While the patient primarily complained of intermittent abdominal pain, other symptoms such as vomiting, constipation, or abdominal distension were absent. Pregnancy and multiparity are known predisposing factors for wandering spleen due to hormonal changes and weakened abdominal wall structures. However, this patient was nulliparous, emphasizing that wandering spleen can occur in individuals without these risk factors.
Thrombocytopenia can occur in cases of splenic torsion, but our patient exhibited normal to high platelet counts, likely due to post-splenectomy reactive thrombocytosis. Additionally, an elevated serum CA-125 level was observed, along with a right adrenal neoplastic mass. However, histopathological examination revealed no malignancy, confirming the dislocated spleen as the source of the elevated CA-125 level.
While doctors use ultrasound as the initial imaging modality for suspected wandering spleen, multi-slice spiral CT is more accurate, especially for early detection. CT imaging provides clear visualization of the spleen parenchyma and vascularization, aiding in differential diagnosis from other abdominal masses.
In addition to the wandering spleen diagnosis, CT contrast findings revealed bilateral dense breast parenchyma with well-defined lesions in the left breast. This prompted a referral to a breast surgeon for further evaluation. However, the patient did not follow up on this recommendation.
Surgery, including splenectomy or splenopexy, is the standard treatment for wandering spleen. In this patient’s case, splenectomy was performed due to pedicle torsion and splenic infarction.
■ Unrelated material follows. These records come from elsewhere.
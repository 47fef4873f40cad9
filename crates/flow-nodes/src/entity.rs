//! Entity type catalog

use crate::error::RecordError;
use serde::{Deserialize, Serialize};
use std::fmt::{self, Display, Formatter};
use std::str::FromStr;

/// Fields most entity types carry
pub const COMMON_FIELDS: [&str; 6] = ["id", "name", "code", "description", "created_at", "updated_at"];

/// Probe order used when the type of an id is unknown
pub const DETECTION_ORDER: [EntityType; 6] = [
    EntityType::Asset,
    EntityType::Shot,
    EntityType::Task,
    EntityType::Project,
    EntityType::HumanUser,
    EntityType::Sequence,
];

/// Production-tracking entity type
#[derive(Debug, Clone, Copy, PartialEq, Eq, Hash, PartialOrd, Ord, Serialize, Deserialize)]
#[serde(try_from = "String", into = "String")]
pub enum EntityType {
    Asset,
    Shot,
    Sequence,
    Project,
    Task,
    HumanUser,
    Note,
    Playlist,
    Version,
    /// Pipeline step a task belongs to
    Step,
    /// `CustomEntity01` ..= `CustomEntity10`
    Custom(u8),
}

impl EntityType {
    /// Every selectable type, in menu order
    #[must_use]
    pub fn all() -> Vec<Self> {
        let mut types = vec![
            Self::Asset,
            Self::Shot,
            Self::Sequence,
            Self::Project,
            Self::Task,
            Self::HumanUser,
            Self::Note,
            Self::Playlist,
            Self::Version,
            Self::Step,
        ];
        types.extend((1..=10).map(Self::Custom));
        types
    }

    /// Type name as used by the API (`"HumanUser"`)
    #[must_use]
    pub fn name(self) -> String {
        match self {
            Self::Asset => "Asset".into(),
            Self::Shot => "Shot".into(),
            Self::Sequence => "Sequence".into(),
            Self::Project => "Project".into(),
            Self::Task => "Task".into(),
            Self::HumanUser => "HumanUser".into(),
            Self::Note => "Note".into(),
            Self::Playlist => "Playlist".into(),
            Self::Version => "Version".into(),
            Self::Step => "Step".into(),
            Self::Custom(n) => format!("CustomEntity{n:02}"),
        }
    }

    /// REST collection segment (`assets`, `human_users`, `custom_entity_01`)
    #[must_use]
    pub fn api_segment(self) -> String {
        match self {
            Self::HumanUser => "human_users".into(),
            Self::Custom(n) => format!("custom_entity_{n:02}"),
            other => format!("{}s", other.name().to_lowercase()),
        }
    }

    /// Field list requested when the caller names none
    #[must_use]
    pub fn default_fields(self) -> Vec<&'static str> {
        let specific: &[&str] = match self {
            Self::Asset => &["sg_asset_type", "sg_status_list", "project"],
            Self::Shot => &["sg_sequence", "project", "sg_status_list"],
            Self::Sequence => &["project", "sg_status_list"],
            Self::Project => &["sg_status", "image"],
            Self::Task => &["content", "sg_status_list", "step", "task_assignees", "project", "entity"],
            Self::HumanUser => &["email", "login", "sg_status_list", "role", "firstname", "lastname"],
            Self::Version => &["project", "entity", "user"],
            Self::Note => &["subject", "note", "project", "entity", "user"],
            Self::Step => &["short_name", "entity_type"],
            Self::Playlist | Self::Custom(_) => &[],
        };

        let mut fields: Vec<&'static str> = COMMON_FIELDS.to_vec();
        for field in specific {
            if !fields.contains(field) {
                fields.push(field);
            }
        }
        fields
    }
}

impl Display for EntityType {
    fn fmt(&self, f: &mut Formatter<'_>) -> fmt::Result {
        f.write_str(&self.name())
    }
}

impl FromStr for EntityType {
    type Err = RecordError;

    fn from_str(s: &str) -> Result<Self, Self::Err> {
        let parsed = match s {
            "Asset" => Self::Asset,
            "Shot" => Self::Shot,
            "Sequence" => Self::Sequence,
            "Project" => Self::Project,
            "Task" => Self::Task,
            "HumanUser" => Self::HumanUser,
            "Note" => Self::Note,
            "Playlist" => Self::Playlist,
            "Version" => Self::Version,
            "Step" => Self::Step,
            other => other
                .strip_prefix("CustomEntity")
                .filter(|n| n.len() == 2)
                .and_then(|n| n.parse::<u8>().ok())
                .filter(|n| (1..=10).contains(n))
                .map(Self::Custom)
                .ok_or_else(|| RecordError::UnknownEntityType(other.to_string()))?,
        };
        Ok(parsed)
    }
}

impl TryFrom<String> for EntityType {
    type Error = RecordError;

    fn try_from(value: String) -> Result<Self, Self::Error> {
        value.parse()
    }
}

impl From<EntityType> for String {
    fn from(value: EntityType) -> Self {
        value.name()
    }
}

/// Entity type chosen on a node; `Unknown` asks for auto-detection
#[derive(Debug, Clone, Copy, PartialEq, Eq, Hash, Default)]
pub enum EntitySelector {
    #[default]
    Unknown,
    Known(EntityType),
}

impl EntitySelector {
    /// Parse a host value; anything unrecognised counts as unknown
    #[must_use]
    pub fn parse(raw: &str) -> Self {
        raw.parse().map_or(Self::Unknown, Self::Known)
    }

    /// Known type, if any
    #[inline]
    #[must_use]
    pub fn known(self) -> Option<EntityType> {
        match self {
            Self::Known(t) => Some(t),
            Self::Unknown => None,
        }
    }
}

impl Display for EntitySelector {
    fn fmt(&self, f: &mut Formatter<'_>) -> fmt::Result {
        match self {
            Self::Unknown => f.write_str("Unknown"),
            Self::Known(t) => t.fmt(f),
        }
    }
}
Post-splenectomy, doctors advise patients to receive vaccinations against specific pathogens to prevent post-splenectomy sepsis.
Conclusion: Ectopic Spleen
In conclusion, ectopic spleen is a rare condition that can present with a variety of symptoms, often mimicking other abdominal masses. Accurate diagnosis requires careful evaluation, and imaging modalities such as CT can aid in distinguishing wandering spleen from other conditions. Prompt surgical intervention is essential to prevent complications and ensure optimal patient outcomes.